= Beginning of Section =

//! Database lifecycle and schema migrations.

use crate::error::DatabaseError;
use crate::{Error, Result};
use sqlx::sqlite::SqlitePool;
use sqlx::SqliteConnection;
use std::path::Path;

use super::Database;

impl Database {
    /// Create a new database connection
    ///
    /// Creates the database file if it doesn't exist and runs migrations.
    pub async fn new(path: &Path) -> Result<Self> {
        if let Some(parent) = path.parent() {
            tokio::fs::create_dir_all(parent).await.map_err(|e| {
                Error::Database(DatabaseError::ConnectionFailed(format!(
                    "Failed to create database directory: {}",
                    e
                )))
            })?;
        }

        use sqlx::sqlite::{SqliteConnectOptions, SqliteJournalMode};
        use std::str::FromStr;

        let options = SqliteConnectOptions::from_str(&format!("sqlite:{}", path.display()))
            .map_err(|e| {
                Error::Database(DatabaseError::ConnectionFailed(format!(
                    "Failed to parse database path: {}",
                    e
                )))
            })?
            .create_if_missing(true)
            .foreign_keys(true)
            .journal_mode(SqliteJournalMode::Wal);

        let pool = SqlitePool::connect_with(options).await.map_err(|e| {
            Error::Database(DatabaseError::ConnectionFailed(format!(
                "Failed to connect to database: {}",
                e
            )))
        })?;

        let db = Self { pool };
        db.run_migrations().await?;

        Ok(db)
    }

    /// Close the database connection pool
    pub async fn close(&self) {
        self.pool.close().await;
    }

    /// Run database migrations
    async fn run_migrations(&self) -> Result<()> {
        let mut conn = self.pool.acquire().await.map_err(|e| {
            Error::Database(DatabaseError::ConnectionFailed(format!(
                "Failed to acquire connection: {}",
                e
            )))
        })?;

        sqlx::query(
            r#"
            CREATE TABLE IF NOT EXISTS schema_version (
                version INTEGER PRIMARY KEY,
                applied_at INTEGER NOT NULL
            )
            "#,
        )
        .execute(&mut *conn)
        .await
        .map_err(|e| {
            Error::Database(DatabaseError::MigrationFailed(format!(
                "Failed to create schema_version table: {}",
                e
            )))
        })?;

        let current_version: Option<i64> =
            sqlx::query_scalar("SELECT MAX(version) FROM schema_version")
                .fetch_optional(&mut *conn)
                .await
                .map_err(|e| {
                    Error::Database(DatabaseError::QueryFailed(format!(
                        "Failed to query schema version: {}",
                        e
                    )))
                })?
                .flatten();

        let current_version = current_version.unwrap_or(0);

        if current_version < 1 {
            Self::migrate_v1(&mut conn).await?;
        }

        Ok(())
    }

    /// Migration v1: Create initial schema
    async fn migrate_v1(conn: &mut SqliteConnection) -> Result<()> {
        tracing::info!("Applying database migration v1");

        // Wrap migration in a transaction so partial failures don't leave the DB in a broken state
        sqlx::query("BEGIN")
            .execute(&mut *conn)
            .await
            .map_err(|e| {
                Error::Database(DatabaseError::MigrationFailed(format!(
                    "Failed to begin transaction: {}",
                    e
                )))
            })?;

        let result = async {
            Self::create_groups_schema(conn).await?;
            Self::create_binaries_schema(conn).await?;
            Self::create_parts_schema(conn).await?;
            Self::create_releases_schema(conn).await?;
            Self::create_missed_messages_schema(conn).await?;
            Self::create_regex_rules_schema(conn).await?;
            Self::record_migration(conn, 1).await?;
            Ok::<(), Error>(())
        }
        .await;

        match result {
            Ok(()) => {
                sqlx::query("COMMIT")
                    .execute(&mut *conn)
                    .await
                    .map_err(|e| {
                        Error::Database(DatabaseError::MigrationFailed(format!(
                            "Failed to commit migration v1: {}",
                            e
                        )))
                    })?;
            }
            Err(e) => {
                let _ = sqlx::query("ROLLBACK").execute(&mut *conn).await;
                return Err(e);
            }
        }

        Ok(())
    }

    async fn create_groups_schema(conn: &mut SqliteConnection) -> Result<()> {
        sqlx::query(
            r#"
            CREATE TABLE groups (
                id INTEGER PRIMARY KEY AUTOINCREMENT,
                name TEXT NOT NULL UNIQUE,
                active INTEGER NOT NULL DEFAULT 1,
                first INTEGER NOT NULL DEFAULT 0,
                last INTEGER NOT NULL DEFAULT 0,
                min_files INTEGER NOT NULL DEFAULT 1
            )
            "#,
        )
        .execute(&mut *conn)
        .await
        .map_err(migration_err("groups"))?;

        Ok(())
    }

    async fn create_binaries_schema(conn: &mut SqliteConnection) -> Result<()> {
        sqlx::query(
            r#"
            CREATE TABLE binaries (
                id INTEGER PRIMARY KEY AUTOINCREMENT,
                hash TEXT NOT NULL UNIQUE,
                name TEXT NOT NULL,
                group_name TEXT NOT NULL,
                poster TEXT NOT NULL,
                posted INTEGER NOT NULL,
                total_parts INTEGER NOT NULL
            )
            "#,
        )
        .execute(&mut *conn)
        .await
        .map_err(migration_err("binaries"))?;

        Ok(())
    }

    async fn create_parts_schema(conn: &mut SqliteConnection) -> Result<()> {
        sqlx::query(
            r#"
            CREATE TABLE parts (
                id INTEGER PRIMARY KEY AUTOINCREMENT,
                hash TEXT NOT NULL UNIQUE,
                subject TEXT NOT NULL,
                poster TEXT NOT NULL,
                posted INTEGER NOT NULL,
                group_name TEXT NOT NULL,
                total_segments INTEGER NOT NULL,
                binary_id INTEGER REFERENCES binaries(id) ON DELETE SET NULL
            )
            "#,
        )
        .execute(&mut *conn)
        .await
        .map_err(migration_err("parts"))?;

        sqlx::query("CREATE INDEX idx_parts_binary_id ON parts(binary_id)")
            .execute(&mut *conn)
            .await
            .map_err(migration_err("parts index"))?;

        sqlx::query(
            r#"
            CREATE TABLE segments (
                id INTEGER PRIMARY KEY AUTOINCREMENT,
                part_id INTEGER NOT NULL REFERENCES parts(id) ON DELETE CASCADE,
                segment INTEGER NOT NULL,
                size_bytes INTEGER NOT NULL,
                message_id TEXT NOT NULL,
                UNIQUE(part_id, message_id)
            )
            "#,
        )
        .execute(&mut *conn)
        .await
        .map_err(migration_err("segments"))?;

        Ok(())
    }

    async fn create_releases_schema(conn: &mut SqliteConnection) -> Result<()> {
        sqlx::query(
            r#"
            CREATE TABLE releases (
                id INTEGER PRIMARY KEY AUTOINCREMENT,
                hash TEXT NOT NULL UNIQUE,
                name TEXT NOT NULL,
                search_name TEXT NOT NULL,
                original_name TEXT NOT NULL,
                poster TEXT NOT NULL,
                group_name TEXT NOT NULL,
                posted INTEGER NOT NULL,
                size_bytes INTEGER NOT NULL,
                category INTEGER NOT NULL,
                nzb TEXT NOT NULL,
                grabs INTEGER NOT NULL DEFAULT 0,
                created_at INTEGER NOT NULL
            )
            "#,
        )
        .execute(&mut *conn)
        .await
        .map_err(migration_err("releases"))?;

        Ok(())
    }

    async fn create_missed_messages_schema(conn: &mut SqliteConnection) -> Result<()> {
        sqlx::query(
            r#"
            CREATE TABLE missed_messages (
                id INTEGER PRIMARY KEY AUTOINCREMENT,
                group_name TEXT NOT NULL,
                message_number INTEGER NOT NULL,
                attempts INTEGER NOT NULL DEFAULT 1,
                UNIQUE(group_name, message_number)
            )
            "#,
        )
        .execute(&mut *conn)
        .await
        .map_err(migration_err("missed_messages"))?;

        Ok(())
    }

    async fn create_regex_rules_schema(conn: &mut SqliteConnection) -> Result<()> {
        sqlx::query(
            r#"
            CREATE TABLE regex_rules (
                id INTEGER PRIMARY KEY AUTOINCREMENT,
                group_scope TEXT NOT NULL,
                pattern TEXT NOT NULL,
                ordinal INTEGER NOT NULL DEFAULT 0,
                enabled INTEGER NOT NULL DEFAULT 1,
                description TEXT NOT NULL DEFAULT ''
            )
            "#,
        )
        .execute(&mut *conn)
        .await
        .map_err(migration_err("regex_rules"))?;

        Ok(())
    }

    async fn record_migration(conn: &mut SqliteConnection, version: i64) -> Result<()> {
        sqlx::query("INSERT INTO schema_version (version, applied_at) VALUES (?, ?)")
            .bind(version)
            .bind(chrono::Utc::now().timestamp())
            .execute(&mut *conn)
            .await
            .map_err(migration_err("schema_version"))?;

        Ok(())
    }
}

fn migration_err(what: &'static str) -> impl Fn(sqlx::Error) -> Error {
    move |e| {
        Error::Database(DatabaseError::MigrationFailed(format!(
            "Failed to create {}: {}",
            what, e
        )))
    }
}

= End of Section =

__WORK TO COMPLETE__
Copy every line that contains "SqliteConnectOptions" from the listing above.

__RESPONSE TO THE TASK__
        use sqlx::sqlite::{SqliteConnectOptions, SqliteJournalMode};
        let options = SqliteConnectOptions::from_str(&format!("sqlite:{}", path.display()))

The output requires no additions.